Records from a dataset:

━━━━━━━━

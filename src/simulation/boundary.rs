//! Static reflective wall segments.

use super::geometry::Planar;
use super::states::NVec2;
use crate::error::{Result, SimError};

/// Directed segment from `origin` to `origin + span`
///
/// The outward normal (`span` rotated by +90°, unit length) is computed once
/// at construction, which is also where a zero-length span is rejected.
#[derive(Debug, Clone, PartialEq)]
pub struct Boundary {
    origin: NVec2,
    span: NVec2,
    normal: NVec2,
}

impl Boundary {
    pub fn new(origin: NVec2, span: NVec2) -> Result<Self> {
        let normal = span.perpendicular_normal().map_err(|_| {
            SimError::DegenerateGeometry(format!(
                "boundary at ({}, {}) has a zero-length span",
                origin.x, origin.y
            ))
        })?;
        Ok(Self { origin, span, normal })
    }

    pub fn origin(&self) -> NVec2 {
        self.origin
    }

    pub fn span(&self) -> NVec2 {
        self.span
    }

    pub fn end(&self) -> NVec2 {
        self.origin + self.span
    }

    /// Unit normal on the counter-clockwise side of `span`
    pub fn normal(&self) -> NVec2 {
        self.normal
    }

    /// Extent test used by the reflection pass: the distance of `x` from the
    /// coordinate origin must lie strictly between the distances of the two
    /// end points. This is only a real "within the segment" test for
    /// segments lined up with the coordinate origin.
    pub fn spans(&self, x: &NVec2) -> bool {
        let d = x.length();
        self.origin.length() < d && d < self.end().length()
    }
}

━━━━━━━━

= Problem to work on =
Copy out the entries above without altering a single character.

= Your response =
filename src/simulation/boundary.rs
//! Static reflective wall segments.

use super::geometry::Planar;
use super::states::NVec2;
use crate::error::{Result, SimError};

/// Directed segment from `origin` to `origin + span`
///
/// The outward normal (`span` rotated by +90°, unit length) is computed once
/// at construction, which is also where a zero-length span is rejected.
#[derive(Debug, Clone, PartialEq)]
pub struct Boundary {
    origin: NVec2,
    span: NVec2,
    normal: NVec2,
}

impl Boundary {
    pub fn new(origin: NVec2, span: NVec2) -> Result<Self> {
        let normal = span.perpendicular_normal().map_err(|_| {
            SimError::DegenerateGeometry(format!(
                "boundary at ({}, {}) has a zero-length span",
                origin.x, origin.y
            ))
        })?;
        Ok(Self { origin, span, normal })
    }

    pub fn origin(&self) -> NVec2 {
        self.origin
    }

    pub fn span(&self) -> NVec2 {
        self.span
    }

    pub fn end(&self) -> NVec2 {
        self.origin + self.span
    }

    /// Unit normal on the counter-clockwise side of `span`
    pub fn normal(&self) -> NVec2 {
        self.normal
    }

    /// Extent test used by the reflection pass: the distance of `x` from the
    /// coordinate origin must lie strictly between the distances of the two
    /// end points. This is only a real "within the segment" test for
    /// segments lined up with the coordinate origin.
    pub fn spans(&self, x: &NVec2) -> bool {
        let d = x.length();
        self.origin.length() < d && d < self.end().length()
    }
}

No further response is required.